Мне было жалко мать, но я в ту минуту жить не мог без суворовского, к тому же, пока они препирались, я посмотрелся в зеркало и увидел там эдакого сына полка, лихого бойца с плакатов, которыми были оклеены сенцы в колхозной конторе. Если бы мать не плакала, я давно бы уже помчался по деревне, чтобы показаться в форме пацанам и особенно Кольке Смолянину. Все уже и так знали, что я в августе еду учиться в суворовское, а тут бы при виде гимнастерочки, хромачей в гармошку, пилотки и настоящей малопульки вообще ошалели. Я бы немедленно стал командиром во всех играх, у меня бы просили померять форму, дать хотя бы пощелкать затвором и Илька-глухарь отдал бы весь кисет табаку… Но мать сидела у печи, закрыв лицо фартуком, а дядя Федор любовался мной и снова говорил, что в армии служить — не хвосты быкам крутить и что я выйду в люди после суворовского. Мать не дослушала его, спохватилась и побежала на вечернюю дойку; ей и поплакать-то дома некогда было. А мы пошли во двор, который теперь назывался плац, и стали маршировать. В хромовых сапогах и синих галифе ходить строевым было приятно, и приятно было тянуть носок, и слушать, как стучат твои собственные шаги, особенно по дощатому настилу возле стайки. Пацанов ни звать, ни бежать к ним не пришлось. Они собрались сами и повисли на заборе, разинув рты.

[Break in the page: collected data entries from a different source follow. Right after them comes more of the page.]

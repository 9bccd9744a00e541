use anyhow::{bail, Result};

use crate::manifest::{self, ManifestSource};
use crate::unit::ServiceConfig;

/// Parsed command line, before manifest resolution.
#[derive(Debug, Clone, Default)]
pub struct CliArgs {
    pub manifest: Option<String>,
    pub server_path: Option<String>,
    pub service_name: Option<String>,
    pub user: Option<String>,
    pub working_dir: Option<String>,
    pub show_help: bool,
}

pub fn print_usage() {
    println!(
        r#"autostart-install - Create and enable a systemd service to auto-start a server binary

Usage:
    autostart-install [OPTIONS] [MANIFEST]

Arguments:
    MANIFEST    Optional YAML/JSON manifest file with the settings below
                (use '-' to read the manifest from stdin)

Options:
    --server-path <path>   Absolute path to the server binary (default: /home/ctf-pi/server)
    --service-name <name>  Systemd service name (default: myserver)
    --user <user>          Linux user to run the service (default: ctf-pi)
    --working-dir <dir>    Working directory for the server (default: /home/ctf-pi)
    -h, --help             Show this help message

If your server uses WEB_ROOT='./build', set --working-dir to the repo root.
Flags override manifest values.
"#
    );
}

/// Parse command line arguments (everything after the program name).
pub fn parse(args: &[String]) -> Result<CliArgs> {
    let mut parsed = CliArgs::default();
    let mut iter = args.iter();

    while let Some(arg) = iter.next() {
        match arg.as_str() {
            "-h" | "--help" => parsed.show_help = true,
            "--server-path" => parsed.server_path = Some(flag_value(&mut iter, arg)?),
            "--service-name" => parsed.service_name = Some(flag_value(&mut iter, arg)?),
            "--user" => parsed.user = Some(flag_value(&mut iter, arg)?),
            "--working-dir" => parsed.working_dir = Some(flag_value(&mut iter, arg)?),
            "-" => parsed.manifest = Some("-".into()),
            other if other.starts_with('-') => {
                bail!("Unknown option: {}", other);
            }
            other => {
                if parsed.manifest.is_some() {
                    bail!("Unexpected argument: {}", other);
                }
                parsed.manifest = Some(other.to_string());
            }
        }
    }

    Ok(parsed)
}

fn flag_value<'a, I>(iter: &mut I, flag: &str) -> Result<String>
where
    I: Iterator<Item = &'a String>,
{
    match iter.next() {
        Some(value) => Ok(value.clone()),
        None => bail!("Missing value for {}", flag),
    }
}

/// Resolve the final service configuration: defaults, then manifest, then flags.
pub fn resolve(args: &CliArgs) -> Result<ServiceConfig> {
    let source = ManifestSource::from_arg(args.manifest.as_deref());
    tracing::debug!("manifest source: {:?}", source);

    let m = manifest::load(&source)?;

    Ok(ServiceConfig {
        server_path: args.server_path.clone().unwrap_or(m.server_path),
        service_name: args.service_name.clone().unwrap_or(m.service_name),
        user: args.user.clone().unwrap_or(m.user),
        working_dir: args.working_dir.clone().unwrap_or(m.working_dir),
    })
}
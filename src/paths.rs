use std::path::{Path, PathBuf};

/// Systemd's system-wide unit directory
pub const UNIT_DIR: &str = "/etc/systemd/system";

/// Where unit files are staged before the privileged move
pub const STAGING_DIR: &str = "/tmp";

/// File extension for service units
pub const UNIT_EXT: &str = "service";

/// File name of the unit for a service, e.g. "myserver.service"
pub fn unit_file_name(service_name: &str) -> String {
    format!("{}.{}", service_name, UNIT_EXT)
}

/// Final install location of the unit file
pub fn unit_path(service_name: &str) -> PathBuf {
    Path::new(UNIT_DIR).join(unit_file_name(service_name))
}

/// Temporary staging location of the unit file
pub fn staging_path(service_name: &str) -> PathBuf {
    Path::new(STAGING_DIR).join(unit_file_name(service_name))
}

— Ать-два! Ать-два! — командовал дядя Федор. — Выше ногу!
Я маршировал и замирал от удовольствия. Приклад длинноватой винтовки колотился по ноге, набивал синяк, но я терпел и глядел только вперед, как полагается на строевых занятиях.

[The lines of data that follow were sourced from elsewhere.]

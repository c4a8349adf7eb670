// src/config/app.rs
use std::path::{Path, PathBuf};
use std::sync::OnceLock;

use serde::{Deserialize, Serialize};

use super::defaults::*;
use crate::catalog;
use crate::consts::{DEFAULTS_VERSION, ENV_CIPHER, ENV_CONFIG_PATH, ENV_HASH, ENV_ITERATIONS};
use crate::core::pipeline::PbeParams;
use crate::enums::{CipherId, HashId};
use crate::error::{CoreError, Result};

#[cfg(feature = "logging")]
use tracing::{info, warn};

#[derive(Debug, Clone, PartialEq, Eq, Serialize, Deserialize)]
pub struct Config {
    /// Pins the default triple this file was written against
    #[serde(default)]
    pub defaults_version: Option<u32>,
    #[serde(default)]
    pub pbe: PbeSettings,
}

#[derive(Debug, Clone, PartialEq, Eq, Serialize, Deserialize)]
#[serde(default)]
pub struct PbeSettings {
    pub cipher: CipherId,
    pub hash: HashId,
    pub iterations: u32,
}

impl Default for PbeSettings {
    fn default() -> Self {
        default_pbe()
    }
}

impl Default for Config {
    fn default() -> Self {
        default_config()
    }
}

impl Config {
    pub fn from_toml_str(content: &str) -> Result<Self> {
        let conf: Config = toml::from_str(content)?;
        conf.validate()?;
        Ok(conf)
    }

    pub fn from_file<P: AsRef<Path>>(path: P) -> Result<Self> {
        let content = std::fs::read_to_string(path.as_ref())?;
        Self::from_toml_str(&content)
    }

    pub fn params(&self) -> PbeParams {
        PbeParams::new(self.pbe.cipher, self.pbe.hash, self.pbe.iterations)
    }

    pub fn validate(&self) -> Result<()> {
        if let Some(version) = self.defaults_version {
            if version != DEFAULTS_VERSION {
                return Err(CoreError::config(format!(
                    "config pins defaults_version {version}, this build ships {DEFAULTS_VERSION}"
                )));
            }
        }
        if self.pbe.iterations < 1 {
            return Err(CoreError::config("pbe.iterations must be at least 1"));
        }
        catalog::cipher_spec(self.pbe.cipher)?;
        if catalog::is_denied_hash(self.pbe.hash) {
            return Err(CoreError::config(format!(
                "hash {} is not supported",
                self.pbe.hash
            )));
        }
        Ok(())
    }

    /// `PBE_CIPHER`, `PBE_HASH` and `PBE_ITERATIONS` win over the file
    pub fn apply_overrides<F>(&mut self, lookup: F) -> Result<()>
    where
        F: Fn(&str) -> Option<String>,
    {
        if let Some(cipher) = lookup(ENV_CIPHER) {
            self.pbe.cipher = cipher.parse()?;
        }
        if let Some(hash) = lookup(ENV_HASH) {
            self.pbe.hash = hash.parse()?;
        }
        if let Some(iterations) = lookup(ENV_ITERATIONS) {
            self.pbe.iterations = iterations.trim().parse().map_err(|_| {
                CoreError::config(format!("{ENV_ITERATIONS} is not a number: {iterations:?}"))
            })?;
        }
        self.validate()
    }
}

/// Build a config from an optional file plus overrides.
///
/// A given `path` must exist; `None` means built-in defaults.
pub fn resolve<F>(path: Option<&Path>, lookup: F) -> Result<Config>
where
    F: Fn(&str) -> Option<String>,
{
    let mut conf = match path {
        Some(path) => {
            #[cfg(feature = "logging")]
            info!("Loading PBE config from {}", path.display());
            Config::from_file(path)?
        }
        None => default_config(),
    };
    conf.apply_overrides(lookup)?;
    Ok(conf)
}

/// Config file location: `$PBE_CONFIG`, else the platform default if present
pub fn config_path() -> Option<PathBuf> {
    match std::env::var_os(ENV_CONFIG_PATH) {
        Some(path) => Some(PathBuf::from(path)),
        None => default_config_path().filter(|p| p.exists()),
    }
}

/// Resolve from the process environment
pub fn try_load() -> Result<Config> {
    resolve(config_path().as_deref(), |key| std::env::var(key).ok())
}

static CONFIG: OnceLock<Config> = OnceLock::new();

/// Global config. Loaded once, falls back to defaults if anything is wrong
pub fn load() -> &'static Config {
    CONFIG.get_or_init(|| match try_load() {
        Ok(conf) => conf,
        Err(_err) => {
            #[cfg(feature = "logging")]
            warn!("Invalid PBE config ({_err}), using built-in defaults");
            default_config()
        }
    })
}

— А вы чего смотрите? — спросил дядя у мальчишек. — Если пришли — становись в строй!
Пацаны висели на плетне и переглядывались, только Смолянина почему-то не было среди них.
— Ну, смелей, орлы! После строевой пойдем стрелять из винтовки, — пообещал дядя Федор.
Плетень зашатался, ребятишки кубарем сыпанули во двор и пошли за мной, размахивая как попало руками и шлепая босыми ногами.
— Ать-два! Ать-два! Взяли ногу! Левой! Левой! Ать-два, ать-два!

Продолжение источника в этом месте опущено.